Please copy the leading lines of the entries below exactly, concluding with the line in which "trigger while the card is still on the" occurs.

-- RECORDS PROVIDED follows --

//! Battle resolution
//!
//! Combat math between an attacker and an optional defender, including
//! mutual destruction and piercing. Destruction always routes through one
//! shared path: fire the reactive trigger while the card is still on the
//! field, then move it to its owner's graveyard.

use crate::core::{EffectTrigger, Position, TrapTrigger};
use crate::game::cues::PresentationCue;
use crate::game::effect_engine::{CardLocation, EffectContext};
use crate::game::logger::LogKind;
use crate::game::phase::{Phase, Side};
use crate::game::state::DuelState;
use crate::zones::FieldZone;

impl DuelState {
    /// Declare an attack. Validates phase/turn/attacker/target, marks the
    /// attacker, gives face-down traps their response window, and resolves
    /// the battle unless a trap aborted it.
    ///
    /// The resolution lock rejects a second attack while one is in flight;
    /// every attack runs to completion before this method returns.
    pub fn attack(&mut self, side: Side, attacker_slot: usize, target_slot: Option<usize>) -> bool {
        if self.ended || self.resolving_attack {
            return false;
        }
        if self.turn.active != side {
            return self.reject("it is not your turn");
        }
        if self.turn.phase != Phase::Battle {
            return self.reject("attacks are only possible in the battle phase");
        }
        if self.targeting.is_pending() {
            return self.reject("choose a target for the pending effect first");
        }

        let defender_side = side.other();
        let Some(attacker) = self.duelist(side).field.monster(attacker_slot) else {
            return self.reject("no monster in that zone");
        };
        if attacker.position != Position::Attack {
            return self.reject(&format!("{} is not in attack position", attacker.name()));
        }
        if attacker.has_attacked {
            return self.reject(&format!("{} has already attacked", attacker.name()));
        }
        if attacker.cannot_attack {
            return self.reject(&format!("{} cannot attack", attacker.name()));
        }
        let attacker_name = attacker.name().to_string();

        let target_desc = match target_slot {
            Some(slot) => match self.duelist(defender_side).field.monster(slot) {
                Some(target) => target.name().to_string(),
                None => return self.reject("no monster to attack in that zone"),
            },
            None => "directly".to_string(),
        };

        self.resolving_attack = true;
        if let Some(monster) = self.duelist_mut(side).field.monster_mut(attacker_slot) {
            monster.has_attacked = true;
        }

        let name = self.duelist_name(side);
        self.narrate(
            LogKind::Attack,
            &format!("{name} attacks {target_desc} with {attacker_name}"),
        );
        self.cues.push(PresentationCue::Attack {
            side,
            attacker_slot,
            target_slot,
        });

        let trigger = if target_slot.is_none() {
            TrapTrigger::DirectAttackDeclaration
        } else {
            TrapTrigger::AttackDeclaration
        };
        let ctx = EffectContext::with_attacker(CardLocation {
            side,
            slot: attacker_slot,
        });
        if !self.check_trap_response(trigger, ctx) {
            self.resolve_battle(side, attacker_slot, target_slot);
        }

        self.cues.push(PresentationCue::Refresh);
        self.resolving_attack = false;
        true
    }

    /// Apply combat math for an attack already declared and not trapped
    pub(crate) fn resolve_battle(
        &mut self,
        attacker_side: Side,
        attacker_slot: usize,
        target_slot: Option<usize>,
    ) {
        if self.ended {
            return;
        }
        let defender_side = attacker_side.other();

        let Some(target_slot) = target_slot else {
            // Direct attack
            let attack = self
                .duelist(attacker_side)
                .field
                .monster(attacker_slot)
                .map(|c| c.attack)
                .unwrap_or(0);
            self.apply_damage(defender_side, attack, "Direct attack!");
            self.check_duel_end();
            return;
        };

        let Some(attacker) = self.duelist(attacker_side).field.monster(attacker_slot).cloned()
        else {
            return;
        };
        let Some(target) = self.duelist(defender_side).field.monster(target_slot).cloned() else {
            return;
        };

        match target.position {
            Position::Attack => {
                if attacker.attack > target.attack {
                    let damage = attacker.attack - target.attack;
                    self.apply_damage(defender_side, damage, "");
                    self.destroy_monster(
                        defender_side,
                        target_slot,
                        EffectTrigger::OnSentToGraveyard,
                        Some(CardLocation {
                            side: attacker_side,
                            slot: attacker_slot,
                        }),
                    );
                } else if attacker.attack < target.attack {
                    let damage = target.attack - attacker.attack;
                    self.apply_damage(attacker_side, damage, "");
                    self.destroy_monster(
                        attacker_side,
                        attacker_slot,
                        EffectTrigger::OnThisCardDestroyed,
                        Some(CardLocation {
                            side: defender_side,
                            slot: target_slot,
                        }),
                    );
                } else {
                    // Equal attacks: both destroyed, no damage either way.
                    // Both destruction triggers resolve while both cards are
                    // still on the field, then both move together.
                    self.narrate(
                        LogKind::Destruction,
                        &format!("{} and {} destroy each other", attacker.name(), target.name()),
                    );
                    self.cues.push(PresentationCue::Destruction {
                        side: attacker_side,
                        zone: FieldZone::Monsters,
                        slot: attacker_slot,
                    });
                    self.cues.push(PresentationCue::Destruction {
                        side: defender_side,
                        zone: FieldZone::Monsters,
                        slot: target_slot,
                    });

                    self.check_reactive_effect(
                        &attacker,
                        EffectTrigger::OnThisCardDestroyed,
                        attacker_side,
                        EffectContext::with_attacker(CardLocation {
                            side: defender_side,
                            slot: target_slot,
                        }),
                    );
                    self.check_reactive_effect(
                        &target,
                        EffectTrigger::OnSentToGraveyard,
                        defender_side,
                        EffectContext::with_attacker(CardLocation {
                            side: attacker_side,
                            slot: attacker_slot,
                        }),
                    );

                    let (attacking, defending) = self.pair_mut(attacker_side);
                    if let Some(card) = attacking.field.take_monster(attacker_slot) {
                        attacking.graveyard.add(card);
                    }
                    if let Some(card) = defending.field.take_monster(target_slot) {
                        defending.graveyard.add(card);
                    }
                }
            }
            Position::Defense => {
                if attacker.attack > target.defense {
                    self.destroy_monster(
                        defender_side,
                        target_slot,
                        EffectTrigger::OnSentToGraveyard,
                        Some(CardLocation {
                            side: attacker_side,
                            slot: attacker_slot,
                        }),
                    );
                    if attacker.has_piercing() {
                        let piercing = attacker.attack - target.defense;
                        self.apply_damage(defender_side, piercing, "Piercing damage!");
                    }
                } else if attacker.attack < target.defense {
                    let damage = target.defense - attacker.attack;
                    self.apply_damage(attacker_side, damage, "The defense held.");
                }
                // Equal attack and defense: nothing happens either way
            }
        }
        self.check_duel_end();
    }

    /// Shared destruction path: narrate, cue, fire the reactive trigger
    /// while the card is still on the field, then move it to the graveyard.
    pub(crate) fn destroy_monster(
        &mut self,
        side: Side,
        slot: usize,
        trigger: EffectTrigger,
        attacker: Option<CardLocation>,
    ) {
        let Some(card) = self.duelist(side).field.monster(slot).cloned() else {
            return;
        };
        self.narrate(
            LogKind::Destruction,
            &format!("{} was destroyed", card.name()),
        );
        self.cues.push(PresentationCue::Destruction {
            side,
            zone: FieldZone::Monsters,
            slot,
        });

        self.check_reactive_effect(
            &card,
            trigger,
            side,
            EffectContext {
                target_slot: None,
                attacker,
            },
        );

        let duelist = self.duelist_mut(side);
        if let Some(card) = duelist.field.take_monster(slot) {
            duelist.graveyard.add(card);
        }
    }
}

-- RECORDS PROVIDED concluded --

**REPLY**
//! Battle resolution
//!
//! Combat math between an attacker and an optional defender, including
//! mutual destruction and piercing. Destruction always routes through one
//! shared path: fire the reactive trigger while the card is still on the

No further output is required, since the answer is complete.